The first thing the accused does in court is to swear on the book of their choice. Although they are told that this ritual is in fact just part of an elaborate yet pointless joke, it in fact determines the nature of the rest of the trial. The books that can be sworn on are:

  • The Bible: By choosing this book, the accused is subjected to Trial by Jesus. Now Jesus is a really great guy, and can in fact bring any case to a satisfactory resolution for all parties. From the simplest parking offenses to the most complicated fraud trials, Jesus can solve most disputes merely by showing His infinite and universal love. When this doesn't work, He has many other tools in His arsenal, including parables, miracles, turning the other cheek (and Jesus says that no matter how many times He tells that joke, He always gets a laugh. Must be the way He tells them), and damning to hell for all eternity. When even these don't work, He can always fall back on the old classic fail-safe method, which is to reconcile all concerned with hearty swigs of Jesus Juice all round.

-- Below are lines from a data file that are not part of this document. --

//! End-to-end проверки двухуровневого контейнера через публичный API:
//! глобальный scope, scene-scope с fallback-ом, host-граф, lifecycle.

use std::any::{Any, TypeId};
use std::collections::HashMap;
use std::sync::atomic::{AtomicUsize, Ordering};
use std::sync::{Arc, Mutex};

use rigging::{
    install, try_current, ConstructorSpec, ContainerConfig, ContainerError, HostAdapter,
    HostQuery, Lifecycle, NullHostAdapter, SceneId, ServiceRuntime,
};
use serial_test::serial;

fn init_tracing() {
    let _ = tracing_subscriber::fmt()
        .with_env_filter("rigging=debug")
        .with_test_writer()
        .try_init();
}

/// Фейковый граф сцены: заранее положенные объекты + активная сцена.
#[derive(Default)]
struct FakeSceneGraph {
    objects: Mutex<HashMap<TypeId, Arc<dyn Any + Send + Sync>>>,
    active: Mutex<Option<SceneId>>,
    queries: Mutex<Vec<Option<String>>>,
}

impl FakeSceneGraph {
    fn put<T: Send + Sync + 'static>(&self, value: T) {
        self.objects
            .lock()
            .expect("fake graph lock")
            .insert(TypeId::of::<T>(), Arc::new(value));
    }

    fn activate(&self, id: &SceneId) {
        *self.active.lock().expect("fake graph lock") = Some(id.clone());
    }
}

impl HostAdapter for FakeSceneGraph {
    fn find_existing(&self, query: &HostQuery) -> Option<Arc<dyn Any + Send + Sync>> {
        self.queries
            .lock()
            .expect("fake graph lock")
            .push(query.search_root.clone());
        self.objects
            .lock()
            .expect("fake graph lock")
            .get(&query.type_id)
            .cloned()
    }

    fn active_scene(&self) -> Option<SceneId> {
        self.active.lock().expect("fake graph lock").clone()
    }
}

#[test]
fn scene_scope_falls_back_to_global_and_shadows_it() {
    init_tracing();

    struct Tuning {
        gravity: f32,
    }
    impl Lifecycle for Tuning {}

    let runtime = ServiceRuntime::new(Arc::new(NullHostAdapter));
    runtime
        .global()
        .bind_instance(Tuning { gravity: 9.8 })
        .expect("global bind");

    let scene = runtime.scene(&SceneId::new("Hangar"));

    // Тип привязан только глобально: scene-scope достаёт его через fallback.
    let global_tuning = scene.get::<Tuning>().expect("fallback to global");
    assert_eq!(global_tuning.gravity, 9.8);

    // Привязан в обоих: побеждает scene-local.
    scene
        .bind_instance(Tuning { gravity: 1.6 })
        .expect("scene bind");
    assert_eq!(scene.get::<Tuning>().expect("scene-local wins").gravity, 1.6);
    assert_eq!(
        runtime
            .global()
            .get::<Tuning>()
            .expect("global untouched")
            .gravity,
        9.8
    );
}

#[test]
fn host_discovered_dependency_is_cached_into_scene_scope() {
    init_tracing();

    struct SpawnPoint {
        index: u32,
    }

    struct Spawner {
        point: Arc<SpawnPoint>,
    }
    impl Lifecycle for Spawner {}

    let graph = Arc::new(FakeSceneGraph::default());
    graph.put(SpawnPoint { index: 3 });

    let runtime = ServiceRuntime::new(graph.clone());
    runtime.catalog().declare_host::<SpawnPoint>(Some("Level/Spawns"));
    runtime.catalog().declare(
        ConstructorSpec::of::<Spawner>()
            .param::<SpawnPoint>()
            .build_with(|args| {
                Ok(Spawner {
                    point: args.get::<SpawnPoint>()?,
                })
            }),
    );

    let scene = runtime.scene(&SceneId::new("Arena"));
    scene.bind_concrete::<Spawner>().expect("spawner wiring");

    // Находка закэширована в scene-scope, глобальный scope её не видит.
    let cached = scene.get::<SpawnPoint>().expect("cached in scene");
    assert_eq!(cached.index, 3);
    assert!(runtime.global().try_get::<SpawnPoint>().is_none());
    assert!(Arc::ptr_eq(
        &scene.get::<Spawner>().expect("spawner bound").point,
        &cached
    ));

    // Адаптер спрашивали с назначенным корнем поиска.
    let queries = graph.queries.lock().expect("fake graph lock");
    assert_eq!(queries.as_slice(), &[Some("Level/Spawns".to_string())]);
}

#[test]
fn missing_host_object_fails_the_bind() {
    init_tracing();

    struct MissingRig;
    struct Vehicle {
        _rig: Arc<MissingRig>,
    }
    impl Lifecycle for Vehicle {}

    let runtime = ServiceRuntime::new(Arc::new(FakeSceneGraph::default()));
    runtime.catalog().declare_host::<MissingRig>(None);
    runtime.catalog().declare(
        ConstructorSpec::of::<Vehicle>()
            .param::<MissingRig>()
            .build_with(|args| {
                Ok(Vehicle {
                    _rig: args.get::<MissingRig>()?,
                })
            }),
    );

    let err = runtime
        .global()
        .bind_concrete::<Vehicle>()
        .expect_err("lookup must fail");
    assert!(matches!(err, ContainerError::NoSuitableConstructor { .. }));
    assert!(err.to_string().contains("host lookup failed"));
    assert!(!runtime.global().contains::<Vehicle>());
}

#[test]
fn initialize_runs_in_dependency_order_exactly_once() {
    init_tracing();

    static ORDER: Mutex<Vec<&'static str>> = Mutex::new(Vec::new());

    struct Storage;
    impl Lifecycle for Storage {
        fn initialize(&self) -> anyhow::Result<()> {
            ORDER.lock().expect("order lock").push("storage");
            Ok(())
        }
    }

    struct Inventory {
        _storage: Arc<Storage>,
    }
    impl Lifecycle for Inventory {
        fn initialize(&self) -> anyhow::Result<()> {
            ORDER.lock().expect("order lock").push("inventory");
            Ok(())
        }
    }

    let runtime = ServiceRuntime::new(Arc::new(NullHostAdapter));
    runtime
        .catalog()
        .declare(ConstructorSpec::of::<Storage>().build_with(|_| Ok(Storage)));
    runtime.catalog().declare(
        ConstructorSpec::of::<Inventory>()
            .param::<Storage>()
            .build_with(|args| {
                Ok(Inventory {
                    _storage: args.get::<Storage>()?,
                })
            }),
    );

    runtime
        .global()
        .bind_concrete::<Inventory>()
        .expect("inventory wiring");

    let order = ORDER.lock().expect("order lock");
    assert_eq!(order.as_slice(), &["storage", "inventory"]);
}

#[test]
fn cycle_aborts_without_partial_registration() {
    init_tracing();

    struct A {
        _b: Arc<B>,
    }
    impl Lifecycle for A {}
    struct B {
        _a: Arc<A>,
    }
    impl Lifecycle for B {}

    let runtime = ServiceRuntime::new(Arc::new(NullHostAdapter));
    runtime
        .catalog()
        .declare(ConstructorSpec::of::<A>().param::<B>().build_with(|args| {
            Ok(A {
                _b: args.get::<B>()?,
            })
        }));
    runtime
        .catalog()
        .declare(ConstructorSpec::of::<B>().param::<A>().build_with(|args| {
            Ok(B {
                _a: args.get::<A>()?,
            })
        }));

    let err = runtime
        .global()
        .bind_concrete::<A>()
        .expect_err("cycle must abort");
    assert!(matches!(err, ContainerError::CyclicDependency { .. }));
    assert!(!runtime.global().contains::<A>());
    assert!(!runtime.global().contains::<B>());
    assert_eq!(runtime.global().stats().bound_services, 0);
}

#[test]
fn abandoned_candidate_leaves_no_staged_dependencies() {
    init_tracing();

    static HEAVY_BUILT: AtomicUsize = AtomicUsize::new(0);

    struct Heavy;
    impl Lifecycle for Heavy {}
    struct Absent;
    struct Radar {
        long_range: bool,
    }
    impl Lifecycle for Radar {}

    let runtime = ServiceRuntime::new(Arc::new(NullHostAdapter));
    runtime.catalog().declare(
        ConstructorSpec::of::<Heavy>().build_with(|_| {
            HEAVY_BUILT.fetch_add(1, Ordering::SeqCst);
            Ok(Heavy)
        }),
    );
    // Жадный кандидат: Heavy разрешается, Absent — нет.
    runtime.catalog().declare(
        ConstructorSpec::of::<Radar>()
            .param::<Heavy>()
            .param::<Absent>()
            .build_with(|_| Ok(Radar { long_range: true })),
    );
    runtime.catalog().declare(
        ConstructorSpec::of::<Radar>().build_with(|_| Ok(Radar { long_range: false })),
    );

    runtime
        .global()
        .bind_concrete::<Radar>()
        .expect("zero-arg fallback should win");

    assert!(!runtime.global().get::<Radar>().expect("radar bound").long_range);
    // Heavy сконструировался в брошенном кандидате, но не остался в scope.
    assert_eq!(HEAVY_BUILT.load(Ordering::SeqCst), 1);
    assert!(!runtime.global().contains::<Heavy>());
}

#[test]
fn interface_binding_resolves_through_scene_fallback() {
    init_tracing();

    trait TargetFinder: Send + Sync {
        fn range(&self) -> u32;
    }

    struct RadarFinder;
    impl Lifecycle for RadarFinder {}
    impl TargetFinder for RadarFinder {
        fn range(&self) -> u32 {
            250
        }
    }

    let runtime = ServiceRuntime::new(Arc::new(NullHostAdapter));
    runtime
        .catalog()
        .declare(ConstructorSpec::of::<RadarFinder>().build_with(|_| Ok(RadarFinder)));
    runtime
        .global()
        .bind_interface::<dyn TargetFinder, RadarFinder, _>(|imp| imp)
        .expect("interface wiring");

    let scene = runtime.scene(&SceneId::new("Arena"));
    let finder = scene
        .get::<dyn TargetFinder>()
        .expect("trait key via fallback");
    assert_eq!(finder.range(), 250);

    let err = runtime
        .global()
        .bind_interface::<dyn TargetFinder, RadarFinder, _>(|imp| imp)
        .expect_err("duplicate interface bind must fail");
    assert!(matches!(err, ContainerError::DuplicateBinding { .. }));
}

#[test]
fn unload_scene_disposes_owned_but_not_host_owned() {
    init_tracing();

    static DISPOSED: AtomicUsize = AtomicUsize::new(0);

    struct SceneAudio;
    impl Lifecycle for SceneAudio {
        fn dispose(&self) -> anyhow::Result<()> {
            DISPOSED.fetch_add(1, Ordering::SeqCst);
            Ok(())
        }
    }

    struct SceneTerrain;

    let graph = Arc::new(FakeSceneGraph::default());
    graph.put(SceneTerrain);

    let runtime = ServiceRuntime::new(graph);
    let id = SceneId::new("Canyon");
    let scene = runtime.scene(&id);
    scene.bind_instance(SceneAudio).expect("audio bind");
    scene
        .bind_from_host::<SceneTerrain>(None)
        .expect("terrain discovery");

    assert!(runtime.unload_scene(&id));
    assert_eq!(DISPOSED.load(Ordering::SeqCst), 1);
    assert!(runtime.loaded_scenes().is_empty());
}

#[test]
fn current_scene_selection_follows_active_scene() {
    init_tracing();

    let graph = Arc::new(FakeSceneGraph::default());
    let runtime = ServiceRuntime::new(graph.clone());

    let menu = SceneId::new("Menu");
    let battle = SceneId::new("Battle");
    runtime.scene(&menu);
    runtime.scene(&battle);

    graph.activate(&battle);
    let current = runtime.current_scene();
    assert_eq!(current.scope().to_string(), "scene:Battle");

    // Привязка в текущем scope не видна другой сцене.
    struct BattleHud;
    impl Lifecycle for BattleHud {}
    current.bind_instance(BattleHud).expect("hud bind");
    assert!(runtime.scene(&menu).try_get::<BattleHud>().is_none());
}

#[test]
#[serial]
fn installed_runtime_is_process_visible() {
    init_tracing();

    struct Session {
        id: u32,
    }
    impl Lifecycle for Session {}

    let runtime = Arc::new(ServiceRuntime::with_config(
        Arc::new(NullHostAdapter),
        ContainerConfig::development(),
    ));
    runtime
        .global()
        .bind_instance(Session { id: 17 })
        .expect("session bind");

    assert!(install(runtime.clone()));
    // Повторная установка не подменяет существующий runtime.
    assert!(!install(Arc::new(ServiceRuntime::new(Arc::new(NullHostAdapter)))));

    let current = try_current().expect("runtime should be installed");
    assert!(Arc::ptr_eq(&current, &runtime));
    assert_eq!(
        current
            .global()
            .get::<Session>()
            .expect("session visible")
            .id,
        17
    );
}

  • The Koran: Cases are judged by Trial by Allah. In fact exactly the same as Trial by Jesus, except He wears a towel.
  • The Lotus Sutra (Trial by Enlightenment): Cases are judged by Buddha, who is actually Jesus of the far future, after He has really let Himself go. Trial consists of both parties spending a lifetime in meditation, and the first one to reach enlightenment wins. On doing so, Buddha liberates the victorious party from the universe by firing him into a black hole.
  • Trial by Quidditch: Whoever wins the classic wizard broomstick basketball game also wins the trial. If it transpires that magic isn't actually real, then the game continues, but usually devolves into a vicious orgy of broom-based violence and destruction, with most of the court receiving third-degree splinters and bloody straw flying everywhere.

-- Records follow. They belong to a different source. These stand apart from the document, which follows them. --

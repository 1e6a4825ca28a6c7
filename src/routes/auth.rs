// SPDX-License-Identifier: MIT

//! Authentication routes: sign-up, sign-in, sign-out, session introspection.
//!
//! Handlers own the session cookie writes for explicit auth actions; the
//! gateway only rewrites cookies for transparent refreshes.

use axum::{
    extract::State,
    http::StatusCode,
    routing::{get, post},
    Extension, Json, Router,
};
use axum_extra::extract::cookie::CookieJar;
use serde::{Deserialize, Serialize};
use std::sync::Arc;

use crate::config::Config;
use crate::cookies::{self, ACCESS_COOKIE};
use crate::error::{AppError, Result};
use crate::middleware::session::{verify_session_token, CurrentIdentity};
use crate::models::{Identity, Session};
use crate::AppState;

pub fn routes() -> Router<Arc<AppState>> {
    Router::new()
        .route("/auth/signup", post(sign_up))
        .route("/auth/login", post(sign_in))
        .route("/auth/logout", post(sign_out))
        .route("/auth/session", get(current_session))
}

/// Email/password credentials for sign-in and sign-up.
#[derive(Deserialize)]
pub struct Credentials {
    email: String,
    password: String,
}

/// Identity as exposed over the API.
#[derive(Serialize)]
pub struct IdentityResponse {
    pub id: String,
    pub email: String,
}

impl From<&Identity> for IdentityResponse {
    fn from(identity: &Identity) -> Self {
        Self {
            id: identity.id.clone(),
            email: identity.email.clone(),
        }
    }
}

/// Three-state session introspection result. `loading` exists only on the
/// client; by the time a request reaches the server the gateway has already
/// resolved one of these two.
#[derive(Serialize)]
#[serde(tag = "status", rename_all = "snake_case")]
pub enum SessionResponse {
    Authenticated { identity: IdentityResponse },
    Anonymous,
}

/// Register a new account and open its session.
async fn sign_up(
    State(state): State<Arc<AppState>>,
    jar: CookieJar,
    Json(credentials): Json<Credentials>,
) -> Result<(CookieJar, (StatusCode, Json<IdentityResponse>))> {
    let session = state
        .auth
        .sign_up(&credentials.email, &credentials.password)
        .await?;
    let identity = identity_from(&session, &state.config)?;

    tracing::info!(user_id = %identity.id, "Account created");

    Ok((
        with_session_cookies(jar, &session, &state.config),
        (StatusCode::CREATED, Json(IdentityResponse::from(&identity))),
    ))
}

/// Sign in with email and password.
async fn sign_in(
    State(state): State<Arc<AppState>>,
    jar: CookieJar,
    Json(credentials): Json<Credentials>,
) -> Result<(CookieJar, Json<IdentityResponse>)> {
    let session = state
        .auth
        .sign_in(&credentials.email, &credentials.password)
        .await?;
    let identity = identity_from(&session, &state.config)?;

    tracing::info!(user_id = %identity.id, "Signed in");

    Ok((
        with_session_cookies(jar, &session, &state.config),
        Json(IdentityResponse::from(&identity)),
    ))
}

/// Sign out. The session cookies are cleared even when the provider call
/// fails; a user-initiated logout always wins locally.
async fn sign_out(State(state): State<Arc<AppState>>, jar: CookieJar) -> (CookieJar, StatusCode) {
    if let Some(cookie) = jar.get(ACCESS_COOKIE) {
        if let Err(err) = state.auth.sign_out(cookie.value()).await {
            tracing::warn!(error = %err, "Remote sign-out failed, clearing session cookies anyway");
        }
    }

    let mut jar = jar;
    for cookie in cookies::removal_cookies(state.config.secure_cookies()) {
        jar = jar.add(cookie);
    }
    (jar, StatusCode::NO_CONTENT)
}

/// Session state as resolved by the gateway for this request.
async fn current_session(Extension(identity): Extension<CurrentIdentity>) -> Json<SessionResponse> {
    Json(match identity {
        CurrentIdentity::Authenticated(identity) => SessionResponse::Authenticated {
            identity: IdentityResponse::from(&identity),
        },
        CurrentIdentity::Anonymous => SessionResponse::Anonymous,
    })
}

fn with_session_cookies(jar: CookieJar, session: &Session, config: &Config) -> CookieJar {
    let mut jar = jar;
    for cookie in cookies::session_cookies(session, config.secure_cookies()) {
        jar = jar.add(cookie);
    }
    jar
}

/// The identity attested by a freshly issued session token.
fn identity_from(session: &Session, config: &Config) -> Result<Identity> {
    verify_session_token(&session.access_token, &config.provider_jwt_secret)
        .map(|claims| claims.identity())
        .map_err(|_| {
            AppError::Internal(anyhow::anyhow!(
                "provider issued a session token that fails verification"
            ))
        })
}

  • The Selfish Gene (Trial by Teeth): Trials under this system are nasty, poor, brutish, and short. Jungle Law takes over, and the winner of the trial is whoever most successfully spreads his DNA. According to Richard Dawkins, murdering the competition and raping all the potential breeding partners are the usual methods of genetic law enforcement. According to Jane "Chimp Lady" Goodall and Solid Snake, that's a load of crap that doesn't factor group dynamics, but she watches monkey porn and he's a GMO mass murderer addicted to tranquilizer guns.
  • Trial by Balrog: Although not actually a written rule, all trials under this system reduce to a debate on whether or not the Balrog had wings.
  • No book at all (Trial by Philosophy): Of course, the premise that there was no book at all is ridiculous. Instead, the trial begins by holding a debate on whether it was an imaginary book, one of the UnBooks, a metaphorical gap that is a book by definition of it missing a book, or if it is in fact the rest of the universe that isn't there, but from there it can go anywhere. Trial by Philosophy was used in the Michael Jackson trial, since it has a tendency to prove that black is white. Traditionally, cases were resolved on the "I think, therefore I am" basis, meaning that one side shouts 'p!' and one side shouts 'q!' (or, loudly, 'P!' and 'Q!'), and whichever the judge thinks about the most is more true and so wins. Various propaganda and subliminal messaging techniques can also be used. In the postmodern age, however, trials are resolved by hyphens and brackets, with verdicts such as not-(not)-uber-contra-deviant-simulacra-hegemon(e)y-repression-irony-(s)he-is-guilty. Trial by Moral Philosophy, however, is prohibited as cruel and unusual punishment.
  • Rules in School (RiS): Whatever happened, it's your fault. Even if it's not your fault, you are guilty. The plea "He started it" is never accepted. It is best not to get caught. The RiS are made against students, so don't expect anything in them that is positive.
  • The Book of the Law: By choosing this book, the accused is subjected to Trial by Judge Dredd. You have been warned.
  • The Dictionary: Sometimes just meeting lawyers reading (or even swearing on) this book can help put things into perspective.